Editorial
Trabalhar e não ter onde morar
Começam a registar-se sinais ainda mais preocupantes, que se traduzem numa mudança do perfil dos sem-abrigo
Os números exactos são difíceis de apurar, mas a tendência para um aumento significativo de pessoas em situação de sem-abrigo, no País em geral e na nossa região em particular, está confirmada e é real. Basta recuperar as declarações recentes do Presidente da República para perceber que as medidas implementadas até agora não atingiram os resultados esperados.
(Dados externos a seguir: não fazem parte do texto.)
// Copyright 2026 the Sigil Authors
// SPDX-License-Identifier: Apache-2.0 OR MIT

//! Tracing hooks.
//!
//! Tracing is optional and no_std-friendly: the VM emits only the events a
//! [`TraceSink`] asks for via its [`TraceMask`]. Use [`Vm::call_traced`] to
//! drive a sink; the plain [`Vm::call`] path pays nothing.
//!
//! [`Vm::call`]: crate::vm::Vm::call
//! [`Vm::call_traced`]: crate::vm::Vm::call_traced

/// A set of trace events requested by a [`TraceSink`].
#[derive(Copy, Clone, Debug, PartialEq, Eq)]
pub struct TraceMask(u32);

impl core::ops::BitOr for TraceMask {
    type Output = Self;

    fn bitor(self, rhs: Self) -> Self::Output {
        Self(self.0 | rhs.0)
    }
}

impl core::ops::BitOrAssign for TraceMask {
    fn bitor_assign(&mut self, rhs: Self) {
        self.0 |= rhs.0;
    }
}

impl TraceMask {
    /// No tracing.
    pub const NONE: Self = Self(0);
    /// Emit [`TraceEvent::CallEnter`] and [`TraceEvent::CallExit`] for
    /// bytecode call frames.
    pub const CALL: Self = Self(1 << 0);
    /// Emit [`TraceEvent::Instr`] for each dispatched instruction.
    pub const INSTR: Self = Self(1 << 1);
    /// Emit [`TraceEvent::HostCall`] for host dispatches.
    pub const HOST: Self = Self(1 << 2);

    /// Returns `true` if this mask includes all bits in `other`.
    #[must_use]
    pub const fn contains(self, other: Self) -> bool {
        (self.0 & other.0) == other.0
    }
}

/// A trace event emitted by the VM.
#[derive(Clone, Debug)]
pub enum TraceEvent<'a> {
    /// A bytecode frame was entered.
    CallEnter {
        /// Function index.
        func: u32,
        /// Stack depth after entering.
        depth: usize,
    },
    /// A bytecode frame was exited (return or trap unwind).
    CallExit {
        /// Function index.
        func: u32,
        /// Stack depth before exiting.
        depth: usize,
    },
    /// One instruction dispatch.
    Instr {
        /// Function index.
        func: u32,
        /// Program counter (words) of the instruction.
        pc: u32,
        /// The opcode byte.
        opcode: u8,
    },
    /// A host function dispatch.
    HostCall {
        /// Import module name.
        module: &'a str,
        /// Import function name.
        name: &'a str,
        /// Number of staged arguments.
        args: usize,
    },
}

/// A sink that receives VM trace events.
pub trait TraceSink {
    /// The set of events this sink wants.
    fn mask(&self) -> TraceMask {
        TraceMask::NONE
    }

    /// Receives one event.
    fn event(&mut self, event: TraceEvent<'_>);
}
//! HTTP protocol adapter (.6): each worker thread owns a dedicated
//! `reqwest::blocking::Client`, classifying by decimal status code.

use std::{
    collections::HashMap,
    sync::{
        Arc,
        Mutex,
    },
    time::Duration,
};

use fortio_runner::{
    PeriodicRunner,
    Runnable,
    RunnerOptions,
    RunnerResults,
};

pub struct HttpRunnerOptions {
    pub base: RunnerOptions,
    pub url: String,
    pub method: http::Method,
    pub headers: Vec<(String, String)>,
    pub body: Option<Vec<u8>>,
    pub timeout: Option<Duration>,
    /// Don't propagate warmup connection failures; also skips warmup
    /// entirely (.6 adapter contract point 3).
    pub allow_initial_errors: bool,
}

impl HttpRunnerOptions {
    pub fn new(url: impl Into<String>) -> Self {
        Self {
            base: RunnerOptions::new(),
            url: url.into(),
            method: http::Method::GET,
            headers: Vec::new(),
            body: None,
            timeout: None,
            allow_initial_errors: false,
        }
    }
}

pub struct HttpResult {
    pub runner: RunnerResults,
    pub ret_codes: HashMap<String, u64>,
    pub sockets_used: usize,
}

struct HttpWorker {
    client: reqwest::blocking::Client,
    url: reqwest::Url,
    method: reqwest::Method,
    headers: reqwest::header::HeaderMap,
    body: Option<Vec<u8>>,
    ret_codes: Arc<Mutex<HashMap<String, u64>>>,
}

impl HttpWorker {
    fn build(opts: &HttpRunnerOptions, ret_codes: Arc<Mutex<HashMap<String, u64>>>) -> anyhow::Result<Self> {
        let mut builder = reqwest::blocking::Client::builder();
        if let Some(timeout) = opts.timeout {
            builder = builder.timeout(timeout);
        }
        // One dedicated Client (and therefore connection pool) per thread -
        // fortio's one-socket-per-thread model - rather than one shared
        // pooled client across all workers.
        let client = builder.build()?;
        let url = reqwest::Url::parse(&opts.url)?;
        let method: reqwest::Method = opts.method.as_str().parse()?;
        let mut headers = reqwest::header::HeaderMap::new();
        for (k, v) in &opts.headers {
            let name = reqwest::header::HeaderName::from_bytes(k.as_bytes())?;
            let value = reqwest::header::HeaderValue::from_str(v)?;
            headers.insert(name, value);
        }
        Ok(Self {
            client,
            url,
            method,
            headers,
            body: opts.body.clone(),
            ret_codes,
        })
    }

    fn record(&self, key: &str) {
        *self.ret_codes.lock().unwrap().entry(key.to_string()).or_insert(0) += 1;
    }

    /// Sends one request and classifies the response, without touching
    /// `ret_codes` - used both by the recorded per-iteration path and by the
    /// unrecorded warmup call (.6 point 3: a warmup call must not count
    /// toward `RetCodes`, since it never reaches `DurationHistogram` either).
    fn classify_once(&mut self) -> (bool, String) {
        let mut req = self
            .client
            .request(self.method.clone(), self.url.clone())
            .headers(self.headers.clone());
        if let Some(body) = &self.body {
            req = req.body(body.clone());
        }
        match req.send() {
            Ok(resp) => {
                let status = resp.status();
                (status.is_success(), status.as_u16().to_string())
            },
            Err(err) => (false, format!("error_{}", classify_transport_error(&err))),
        }
    }

    fn send_once(&mut self) -> (bool, String) {
        let (status, key) = self.classify_once();
        self.record(&key);
        (status, key)
    }
}

impl Runnable for HttpWorker {
    fn run(&mut self, _thread_id: usize) -> (bool, String) {
        self.send_once()
    }
}

fn classify_transport_error(err: &reqwest::Error) -> &'static str {
    if err.is_timeout() {
        "timeout"
    } else if err.is_connect() {
        "connect"
    } else {
        "transport"
    }
}

/// Derives the `RunType` string echoed into logs/results (.6 point
/// 3a): `"HTTP"` plus the method when it isn't the default `GET`.
fn run_type(opts: &HttpRunnerOptions) -> String {
    if opts.method == http::Method::GET {
        "HTTP".to_string()
    } else {
        format!("HTTP {}", opts.method)
    }
}

pub fn run_http_test(mut opts: HttpRunnerOptions) -> anyhow::Result<HttpResult> {
    let num_threads = if opts.base.num_threads < 1 {
        fortio_runner::DEFAULT_NUM_THREADS
    } else {
        opts.base.num_threads
    };
    opts.base.num_threads = num_threads;
    tracing::info!(run_type = %run_type(&opts), url = %opts.url, num_threads, "starting HTTP run");

    let ret_codes = Arc::new(Mutex::new(HashMap::new()));
    let mut workers = Vec::with_capacity(num_threads);
    for _ in 0..num_threads {
        workers.push(HttpWorker::build(&opts, ret_codes.clone())?);
    }

    let skip_warmup = opts.base.exactly > 0 || opts.allow_initial_errors;
    if !skip_warmup {
        for worker in &mut workers {
            let (status, details) = worker.classify_once();
            if !status && !opts.allow_initial_errors {
                anyhow::bail!("HTTP warmup call to {} failed: {details}", opts.url);
            }
        }
    }

    opts.base.runners = workers
        .into_iter()
        .map(|w| Some(Box::new(w) as Box<dyn Runnable + Send>))
        .collect();

    let mut runner = PeriodicRunner::new(opts.base);
    let runner_results = runner.run();
    let sockets_used = runner_results.num_threads;
    let ret_codes = Arc::try_unwrap(ret_codes)
        .map(|m| m.into_inner().unwrap())
        .unwrap_or_else(|arc| arc.lock().unwrap().clone());

    Ok(HttpResult {
        runner: runner_results,
        ret_codes,
        sockets_used,
    })
}

#[cfg(test)]
mod tests {
    use super::*;

    #[test]
    fn run_type_reflects_non_get_method() {
        let mut opts = HttpRunnerOptions::new("http://127.0.0.1:1/");
        assert_eq!(run_type(&opts), "HTTP");
        opts.method = http::Method::POST;
        assert_eq!(run_type(&opts), "HTTP POST");
    }

    #[test]
    fn unreachable_url_surfaces_as_connect_error() {
        let mut opts = HttpRunnerOptions::new("http://127.0.0.1:1/");
        opts.base.num_threads = 1;
        opts.base.exactly = 1;
        opts.timeout = Some(Duration::from_millis(200));
        let result = run_http_test(opts).unwrap();
        assert_eq!(result.runner.duration_histogram.count, 1);
        assert!(result.ret_codes.keys().any(|k| k.starts_with("error_")));
    }
}
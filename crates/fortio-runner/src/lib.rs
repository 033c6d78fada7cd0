//! The periodic load-testing runner core: a protocol-agnostic concurrent
//! load generator that executes a user-supplied [`Runnable`] across N worker
//! threads at a target rate for a duration, an exact count, or until
//! aborted.

pub mod engine;
mod id;
mod options;
mod results;
mod runnable;
mod runner;

pub use fortio_aborter::Aborter;
pub use options::{
    NormalizedOptions,
    RunnerOptions,
    DEFAULT_DURATION_SECS,
    DEFAULT_NUM_THREADS,
    DEFAULT_QPS,
    DEFAULT_RESOLUTION,
};
pub use results::RunnerResults;
pub use runnable::{
    NoopRunnable,
    Runnable,
};
pub use runner::PeriodicRunner;
//! Shared error taxonomy for the fortio crates: a configuration mistake the
//! caller made, a failure to get a connection set up, or (separately, via
//! [`fatal`]) an invariant violation that should crash fast rather than be
//! reported.

use std::borrow::Cow;

use thiserror::Error;

/// Which policy bucket an error belongs to.
#[derive(Debug, Clone, Copy, PartialEq, Eq)]
pub enum ErrorClass {
    /// Bad input supplied by the caller; the run is never started.
    Configuration,
    /// Setting up a connection/resource failed before the run's main loop.
    Initialization,
}

/// A tagged error that can be attached to an `anyhow` chain via `.context(..)`.
#[derive(Error, Clone, Debug, PartialEq, Eq)]
#[error("{msg}")]
pub struct ErrorMetadata {
    pub class: ErrorClass,
    /// Short, stable, test-matchable tag. Eg `UnknownAccessLogFormat`.
    pub short_msg: Cow<'static, str>,
    /// Human readable, developer facing message.
    pub msg: Cow<'static, str>,
}

impl ErrorMetadata {
    pub fn configuration(
        short_msg: impl Into<Cow<'static, str>>,
        msg: impl Into<Cow<'static, str>>,
    ) -> Self {
        Self {
            class: ErrorClass::Configuration,
            short_msg: short_msg.into(),
            msg: msg.into(),
        }
    }

    pub fn initialization(
        short_msg: impl Into<Cow<'static, str>>,
        msg: impl Into<Cow<'static, str>>,
    ) -> Self {
        Self {
            class: ErrorClass::Initialization,
            short_msg: short_msg.into(),
            msg: msg.into(),
        }
    }
}

/// Leaf errors owned by the runner/adapter crates.
#[derive(Error, Debug)]
pub enum RunnerError {
    #[error("unknown access logger format {0:?}; expected \"json\" or \"influx\"")]
    UnknownAccessLogFormat(String),

    #[error("failed to open access log file {path}: {source}")]
    AccessLogOpen {
        path: String,
        #[source]
        source: std::io::Error,
    },

    #[error("run was aborted before even starting")]
    AbortedBeforeStarting,
}

/// Crash fast with a diagnostic for an invariant violation (class). Never used for anything a caller could trigger by
/// passing bad input — those go through [`RunnerError`]/[`ErrorMetadata`]
/// instead.
#[track_caller]
pub fn fatal(msg: impl std::fmt::Display) -> ! {
    panic!("fortio: fatal logic bug: {msg}");
}

#[cfg(test)]
mod tests {
    use super::*;

    #[test]
    fn error_metadata_display_is_msg() {
        let e = ErrorMetadata::configuration("BadFormat", "format must be json or influx");
        assert_eq!(e.to_string(), "format must be json or influx");
        assert_eq!(e.class, ErrorClass::Configuration);
    }
}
Em 2019, Marcelo Rebelo de Sousa tinha assumido o objectivo de, em conjunto com o Governo, erradicar o fenómeno até 2023. Nessa altura, estimava-se que existiam cerca de 7.100 pessoas em situação de sem-abrigo em Portugal. Dois anos depois, após os efeitos da pandemia, e com quase mais mil pessoas a viver nas ruas, o Chefe de Estado admitia o fracasso das estratégias e alterava o espaço temporal por ele estabelecido: deixou de falar na erradicação até 2023 e passou a colocar como meta “um prazo razoável” para a eliminação desta “ferida social”.
Quase a entrarmos no ano de 2024, os casos de sem-abrigo identificados a nível nacional, ultrapassam já os 10 mil. Como vos damos conta nesta edição, o concelho da Marinha Grande é um dos que tem sentido também o agravamento deste flagelo.
Com o aumento do custo de vida, a crise habitacional e a consequente subida exponencial do preço das rendas, é fácil perceber o drama em que vive José. Sem trabalho, e com 69 anos, conta com uma reforma de 340 euros. Valeu-lhe um amigo, que lhe disponibilizou um sofá para dormir. Caso contrário, continuaria a pernoitar em carros abandonados.
Lamentavelmente, e apesar dos muitos casos semelhantes aos deste José, começam a registar-se sinais ainda mais preocupantes, que se traduzem numa mudança do perfil dos sem-abrigo. Continuam a existir muitas situações originadas por problemas de alcoolismo, toxicodependência e doenças mentais, mas há cada vez mais pessoas que têm um emprego, só não conseguem pagar a renda de uma casa para morar. Isto em pleno século XXI.